Shimwellia blattae

Scientific classification
- Domain: Bacteria
- Kingdom: Pseudomonadati
- Phylum: Pseudomonadota
- Class: Gammaproteobacteria
- Order: Enterobacterales
- Family: Enterobacteriaceae
- Genus: Shimwellia
- Species: S. blattae
- Binomial name: Shimwellia blattae (Burgess et al. 1973) Priest and Barker 2010, comb. nov.
- Synonyms: Escherichia blattae Burgess 1973

= Shimwellia blattae =

- Authority: (Burgess et al. 1973) Priest and Barker 2010, comb. nov.
- Synonyms: Escherichia blattae Burgess 1973

Species of bacterium

Shimwellia blattae (formerly Escherichia blattae) is a species of Gram-negative bacterium, one of two in the genus Shimwellia. It is an aerobic enteric bacterium first isolated from the hindgut of cockroaches. Although it is related to human pathogens, including Escherichia coli, S. blattae is not pathogenic to humans.
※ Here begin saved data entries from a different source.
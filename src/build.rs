//! Build/display driver.
//!
//! Walks the classified, cascade-applied tree once in document order,
//! validating and resolving each element and then performing its display
//! action against the toolkit. Widget construction is demand-driven and
//! memoized: the first request for an element's widget constructs it
//! (forcing its ancestor chain first), later requests return the cached
//! handle. A failure anywhere aborts the build after logging the offending
//! markup fragment.

use std::collections::HashMap;

use slotmap::SecondaryMap;
use tracing::{debug, error, trace};

use crate::classify::Classifier;
use crate::css::{cascade, parse_css};
use crate::dom::{Dom, ElementId};
use crate::error::BuildError;
use crate::grid::GridAllocator;
use crate::options::{resolve, ClassTable, Resolved};
use crate::template::{Loader, Renderer};
use crate::toolkit::{Toolkit, WidgetId, WidgetRegistry};
use crate::value::{DataContext, Value, ValueMap};

/// Load and apply every stylesheet the head links to.
///
/// Must run before option resolution so cascade defaults are visible as
/// attributes. Links with an empty `href` are ignored; a missing sheet is
/// [`BuildError::TemplateNotFound`].
pub fn apply_stylesheets(
    dom: &mut Dom,
    registry: &WidgetRegistry,
    loader: &dyn Loader,
    renderer: &dyn Renderer,
    template_ctx: &ValueMap,
) -> Result<(), BuildError> {
    let mut sheet_names = Vec::new();
    let classifier = Classifier::new(dom, registry);
    for id in dom.document_order() {
        if classifier.is_css(id) {
            if let Some(href) = dom.get(id).and_then(|d| d.attr("href")) {
                if !href.is_empty() {
                    sheet_names.push(href.to_string());
                }
            }
        }
    }

    for name in sheet_names {
        let source = loader
            .load(&name)
            .ok_or_else(|| BuildError::TemplateNotFound(name.clone()))?;
        let rendered = renderer.render(&source, template_ctx);
        let sheet = parse_css(&rendered).map_err(|e| BuildError::Css(e.to_string()))?;
        debug!(sheet = %name, rules = sheet.rules.len(), "applying stylesheet");
        cascade::apply(&sheet, dom);
    }
    Ok(())
}

/// Ceiling for grid spans read from markup. Occupancy tracking is per
/// covered row, so spans must stay bounded whatever the markup says.
const SPAN_LIMIT: usize = 512;

/// Everything one build produced.
#[derive(Debug)]
pub struct BuildOutput {
    /// The frame holding all body widgets, parented to the window.
    pub host: WidgetId,
    /// Widget handle per element that constructed one.
    pub widgets: SecondaryMap<ElementId, WidgetId>,
    /// Computed or explicit name per widget-bearing element.
    pub names: SecondaryMap<ElementId, String>,
    /// Name → widget registry, in construction order.
    pub by_name: Vec<(String, WidgetId)>,
}

pub struct Driver<'a> {
    dom: &'a Dom,
    registry: &'a WidgetRegistry,
    classes: &'a ClassTable,
    ctx: &'a DataContext,
    toolkit: &'a mut dyn Toolkit,
    host: WidgetId,
    resolved: SecondaryMap<ElementId, Resolved>,
    widgets: SecondaryMap<ElementId, WidgetId>,
    names: SecondaryMap<ElementId, String>,
    by_name: Vec<(String, WidgetId)>,
    counters: HashMap<String, usize>,
    grids: SecondaryMap<ElementId, GridAllocator>,
}

impl<'a> Driver<'a> {
    pub fn new(
        dom: &'a Dom,
        registry: &'a WidgetRegistry,
        classes: &'a ClassTable,
        ctx: &'a DataContext,
        toolkit: &'a mut dyn Toolkit,
    ) -> Self {
        Self {
            dom,
            registry,
            classes,
            ctx,
            toolkit,
            host: WidgetId::default(),
            resolved: SecondaryMap::new(),
            widgets: SecondaryMap::new(),
            names: SecondaryMap::new(),
            by_name: Vec::new(),
            counters: HashMap::new(),
            grids: SecondaryMap::new(),
        }
    }

    /// Run the whole pass. Consumes the driver.
    pub fn run(mut self) -> Result<BuildOutput, BuildError> {
        let window = self.toolkit.window();
        self.host = self.toolkit.construct("frame", window, &ValueMap::new());
        let counter = self.counters.entry("frame".to_string()).or_insert(0);
        let host_name = format!("frame_{counter}");
        *counter += 1;
        self.by_name.push((host_name, self.host));

        for id in self.dom.document_order() {
            if let Err(e) = self.process(id) {
                error!(error = %e, fragment = %self.dom.dump(id), "build aborted");
                return Err(e);
            }
        }

        Ok(BuildOutput {
            host: self.host,
            widgets: self.widgets,
            names: self.names,
            by_name: self.by_name,
        })
    }

    fn classifier(&self) -> Classifier<'a> {
        Classifier::new(self.dom, self.registry)
    }

    fn process(&mut self, id: ElementId) -> Result<(), BuildError> {
        let classifier = self.classifier();
        classifier.validate(id)?;
        let resolved = resolve(self.dom, &classifier, self.classes, self.ctx, id)?;
        if let Some(data) = self.dom.get(id) {
            debug!(tag = %data.tag, options = resolved.options.len(), "element");
        }
        self.resolved.insert(id, resolved);
        self.display(id)
    }

    /// Perform the element's display action.
    fn display(&mut self, id: ElementId) -> Result<(), BuildError> {
        let classifier = self.classifier();
        if classifier.is_html(id)
            || classifier.is_scope(id)
            || classifier.is_link(id)
            || classifier.is_gr(id)
        {
            return Ok(());
        }

        let resolved = self.resolved.get(id).cloned().unwrap_or_default();

        if classifier.is_root_attr(id) {
            if let (Some(data), Some(value)) = (self.dom.get(id), resolved.options.get("value")) {
                let property = data.tag.clone();
                let value = value.clone();
                let window = self.toolkit.window();
                self.toolkit.configure(window, &property, &value);
            }
            return Ok(());
        }

        if classifier.is_top_menu(id) {
            let menu = self.widget(id)?;
            self.toolkit.set_window_menu(menu);
            return Ok(());
        }

        if classifier.is_sub_menu(id) {
            let parent_menu = self.parent_widget(id)?;
            let menu = self.widget(id)?;
            self.toolkit.cascade_attach(parent_menu, menu, &resolved.options);
            return Ok(());
        }

        if classifier.is_under_menu(id) {
            let parent_menu = self.parent_widget(id)?;
            let entry_type = self
                .dom
                .get(id)
                .map(|d| d.tag.clone())
                .unwrap_or_default();
            self.toolkit
                .append_entry(parent_menu, &entry_type, &resolved.options);
            return Ok(());
        }

        if classifier.is_gd(id) {
            let widget = self.widget(id)?;
            self.place_grid(id, widget, &resolved)?;
        } else if classifier.has_widget(id) {
            let widget = self.widget(id)?;
            self.toolkit.box_place(widget, &resolved.pack());

            if let Some(parent) = self.dom.parent(id) {
                if classifier.is_notebook(parent) {
                    let notebook = self.widget(parent)?;
                    let label = self.names.get(id).cloned().unwrap_or_default();
                    self.toolkit.add_tab(notebook, widget, &label);
                }
            }
        }

        Ok(())
    }

    /// Memoized widget handle for an element. Constructs on first request,
    /// forcing the ancestor chain first.
    fn widget(&mut self, id: ElementId) -> Result<WidgetId, BuildError> {
        if let Some(&widget) = self.widgets.get(id) {
            return Ok(widget);
        }

        let classifier = self.classifier();
        let Some(widget_type) = classifier.widget_type(id) else {
            let tag = self.dom.get(id).map(|d| d.tag.clone()).unwrap_or_default();
            return Err(BuildError::UnrecognizedTag(tag));
        };

        let parent = self.parent_widget(id)?;
        // Menus are constructed bare; their options go to the attach call.
        let options = if classifier.is_menu(id) {
            ValueMap::new()
        } else {
            self.resolved
                .get(id)
                .map(|r| r.options.clone())
                .unwrap_or_default()
        };

        let widget = self.toolkit.construct(&widget_type, parent, &options);
        let name = self.widget_name(id, &widget_type);
        trace!(%widget_type, %name, "constructed widget");
        self.widgets.insert(id, widget);
        self.names.insert(id, name.clone());
        self.by_name.push((name, widget));
        Ok(widget)
    }

    /// The toolkit parent a widget is constructed under: the nearest
    /// widget-bearing ancestor, the window for head content, the host
    /// frame for body content.
    fn parent_widget(&mut self, id: ElementId) -> Result<WidgetId, BuildError> {
        let classifier = self.classifier();
        let mut current = self.dom.parent(id);
        while let Some(ancestor) = current {
            if classifier.has_widget(ancestor) {
                return self.widget(ancestor);
            }
            if classifier.is_head(ancestor) {
                return Ok(self.toolkit.window());
            }
            if classifier.is_body(ancestor) {
                return Ok(self.host);
            }
            current = self.dom.parent(ancestor);
        }
        Ok(self.host)
    }

    /// Explicit `name` attribute, or a synthesized `type_N` unique per
    /// build.
    fn widget_name(&mut self, id: ElementId, widget_type: &str) -> String {
        if let Some(name) = self.dom.get(id).and_then(|d| d.attr("name")) {
            return name.to_string();
        }
        let counter = self.counters.entry(widget_type.to_string()).or_insert(0);
        let name = format!("{}_{}", widget_type, *counter);
        *counter += 1;
        name
    }

    /// Grid-place a cell: explicit coordinates win, missing ones come from
    /// the row-group ordinal and the allocator, and occupancy is always
    /// registered so later cells avoid collision.
    fn place_grid(
        &mut self,
        id: ElementId,
        widget: WidgetId,
        resolved: &Resolved,
    ) -> Result<(), BuildError> {
        let (Some(row_group), Some(grid)) = (
            self.dom.parent(id),
            self.dom.parent(id).and_then(|gr| self.dom.parent(gr)),
        ) else {
            return Ok(());
        };

        let given = resolved.method("grid").cloned().unwrap_or_default();
        let rowspan = given
            .get("rowspan")
            .and_then(usize_of)
            .unwrap_or(1)
            .min(SPAN_LIMIT);
        let colspan = given
            .get("columnspan")
            .and_then(usize_of)
            .unwrap_or(1)
            .min(SPAN_LIMIT);
        let row = given
            .get("row")
            .and_then(usize_of)
            .unwrap_or_else(|| self.dom.position(row_group));

        if !self.grids.contains_key(grid) {
            self.grids.insert(grid, GridAllocator::new());
        }
        let Some(allocator) = self.grids.get_mut(grid) else {
            return Ok(());
        };
        let column = match given.get("column").and_then(usize_of) {
            Some(column) => column,
            None => allocator.get_column(row, rowspan, colspan),
        };
        allocator.add_column(row, column, rowspan, colspan);

        let mut place = given;
        place.insert("row", Value::Int(row as i64));
        place.insert("column", Value::Int(column as i64));
        trace!(row, column, rowspan, colspan, "grid cell placed");
        self.toolkit.grid_place(widget, &place);
        Ok(())
    }
}

fn usize_of(value: &Value) -> Option<usize> {
    match value {
        Value::Int(n) => usize::try_from(*n).ok(),
        Value::Str(s) => s.trim().parse().ok(),
        _ => None,
    }
}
It is notable for its ability to synthesize vitamin B12 de novo.

==History and taxonomy==
The bacterium was first described in 1973 under the name Escherichia blattae after isolation from the hindgut of the cockroach species Blatta orientalis. It was reclassified to the genus Shimwellia based on phylogenetic analyses of its genome sequence.

==Genome==
The genome of S. blattae is about 4.2 megabases in size, slightly smaller than similar enteric bacteria found in humans. It has 56.5% GC content, significantly higher than E. coli. Genomic analysis suggests that the ability of S. blattae to synthesize vitamin B12 has its origins in horizontal gene transfer.